En abril me tocó sufrir las pérdidas de cerca y, aunque la primera fue la más dura, el resto también caló hondo. A pesar de todo, durante mucho tiempo no tuve la menor duda de que volvería a vivir el mundo de ayer, que nada cambiaría -veo la televisión y me parece que todavía hay gente que cree en eso-, que quede claro que ya no lo pienso.

Vivo en una especie de confinamiento voluntario, que solo rompe el café matinal al aire libre y los paseos por el pueblo las tardes que no hace demasiado frío, pero no he podido esquivar terminar el año con otro lamento.

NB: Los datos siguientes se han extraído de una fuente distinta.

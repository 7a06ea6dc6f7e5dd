//! `grouped_ex` (table id 4): a video-group entry — chapters or
//! timelapse segments sharing one clip. One offset table serves both
//! generations (the fixed schema gives only one); G_OLD records are
//! simply shorter, so fields past the truncated body read as absent via
//! their indicator bytes rather than via a second offset table.

use crate::record::blobs::{ContentBlob, GusiBlob};
use crate::record::datetime::Datetime;
use crate::slot::RecordBody;

#[derive(Debug, Clone, PartialEq)]
pub struct GroupedEx {
    pub file_handle: u64,
    pub frame_rate_timescale: Option<u32>,
    pub frame_rate_duration: Option<u32>,
    pub n_elems: u32,
    pub grp_ctm: Option<Datetime>,
    pub grp_no: Option<u16>,
    pub width: u16,
    pub height: u16,
    pub gusi_blob: GusiBlob,
    pub f_is_subsample: Option<bool>,
    pub f_is_progressive: Option<bool>,
    pub content_blob: ContentBlob,
}

impl GroupedEx {
    pub fn fps(&self) -> Option<f64> {
        match (self.frame_rate_timescale, self.frame_rate_duration) {
            (Some(timescale), Some(duration)) if duration > 0 => Some(timescale as f64 / duration as f64),
            _ => None,
        }
    }

    pub fn resolution(&self) -> Option<String> {
        crate::derive::resolution_string(self.width, self.height)
    }
}

mod offsets {
    pub const FILE_HANDLE: usize = 0;
    pub const FRAME_RATE_TIMESCALE: usize = 8;
    pub const FRAME_RATE_DURATION: usize = 12;
    pub const N_ELEMS: usize = 16;
    pub const GRP_CTM: usize = 20;
    pub const GRP_NO: usize = 28;
    pub const WIDTH: usize = 30;
    pub const HEIGHT: usize = 32;
    pub const FRAME_RATE_DURATION_INDICATOR: usize = 34;
    pub const FRAME_RATE_TIMESCALE_INDICATOR: usize = 35;
    pub const GUSI_BLOB: usize = 36;
    pub const F_IS_SUBSAMPLE: usize = 52;
    pub const F_IS_PROGRESSIVE: usize = 53;
    pub const F_IS_PROGRESSIVE_INDICATOR: usize = 54;
    pub const GRP_NO_INDICATOR: usize = 55;
    pub const F_IS_SUBSAMPLE_INDICATOR: usize = 56;
    pub const CONTENT_BLOB: usize = 57;
}

pub fn decode(body: &RecordBody<'_>) -> GroupedEx {
    use offsets as o;

    let frame_rate_timescale_present = body.u8(o.FRAME_RATE_TIMESCALE_INDICATOR) != 0;
    let frame_rate_duration_present = body.u8(o.FRAME_RATE_DURATION_INDICATOR) != 0;
    let grp_no_present = body.u8(o.GRP_NO_INDICATOR) != 0;
    let f_is_progressive_present = body.u8(o.F_IS_PROGRESSIVE_INDICATOR) != 0;
    let f_is_subsample_present = body.u8(o.F_IS_SUBSAMPLE_INDICATOR) != 0;

    let gusi_raw: [u8; 16] = body.bytes(o.GUSI_BLOB, 16).try_into().expect("read_bytes always returns requested length");
    let content_raw: [u8; 16] = body.bytes(o.CONTENT_BLOB, 16).try_into().expect("read_bytes always returns requested length");

    GroupedEx {
        file_handle: body.u64(o.FILE_HANDLE),
        frame_rate_timescale: frame_rate_timescale_present.then(|| body.u32(o.FRAME_RATE_TIMESCALE)),
        frame_rate_duration: frame_rate_duration_present.then(|| body.u32(o.FRAME_RATE_DURATION)),
        n_elems: body.u32(o.N_ELEMS),
        grp_ctm: Datetime::from_bytes(&body.bytes(o.GRP_CTM, 7)),
        grp_no: grp_no_present.then(|| body.u16(o.GRP_NO)),
        width: body.u16(o.WIDTH),
        height: body.u16(o.HEIGHT),
        gusi_blob: GusiBlob::from_bytes(&gusi_raw),
        f_is_subsample: f_is_subsample_present.then(|| body.u8(o.F_IS_SUBSAMPLE) != 0),
        f_is_progressive: f_is_progressive_present.then(|| body.u8(o.F_IS_PROGRESSIVE) != 0),
        content_blob: ContentBlob::from_bytes(&content_raw),
    }
}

Sin embargo, como creo que solo es libre quien se responsabiliza de su propia vida y la acomoda a lo que le sobreviene, intento olvidarme de hacer planes y seguir, cuidándome mucho de mirar al frente, que es donde hay que mirar para no caerse cuando se hacen equilibrios.

El caso es que para el nuevo año no siento que pueda pedir nada ¿quién sabe lo que podré necesitar en el mundo que me encontraré cuando esto pase?

Siento una mezcla de curiosidad y desconcierto. La pandemia, que tantas cosas nos ha quitado, nos ha dado también regalos inesperados, como el de la pérdida del ego, que ya no necesita que le recuerden que es un fantoche patético, nadie saldrá de esta sin ayuda, nadie podrá erigirse en salvador de la humanidad, salvo quizás esa ciencia que tenemos tan abandonada. El no somos nadie de nuestros abuelos ya no resumirá una exagerada batallita, sino una realidad incontestable.

Esto que estamos viviendo no va a atravesar el mundo para dejarlo como estaba, todo se ha descolocado y crece la necesidad de aferrarse a la vida como la carne se aferra al hueso que la sostiene -creo que a eso muchos le llaman esperanza-.

La noche de San Silvestre no la dedicaré a formular deseos ni a practicar exorcismos, pero sí que me haré algunas preguntas: ¿qué va a quedarse de lo ya tenía? Y, lo que es más importante ¿qué quiero que se quede? ¿qué me gustaría conseguir y qué conservar?

Esperando dar con las respuestas, despediré este año en el que el sobresalto no me ha dado un respiro.

Vivir en tránsito permanente no es razonablemente bueno, pero tiene una ventaja: cuando no se sabe cómo será el mundo mañana, siempre puede uno soñar que será mejor.

Que en 2021 se disipe la niebla.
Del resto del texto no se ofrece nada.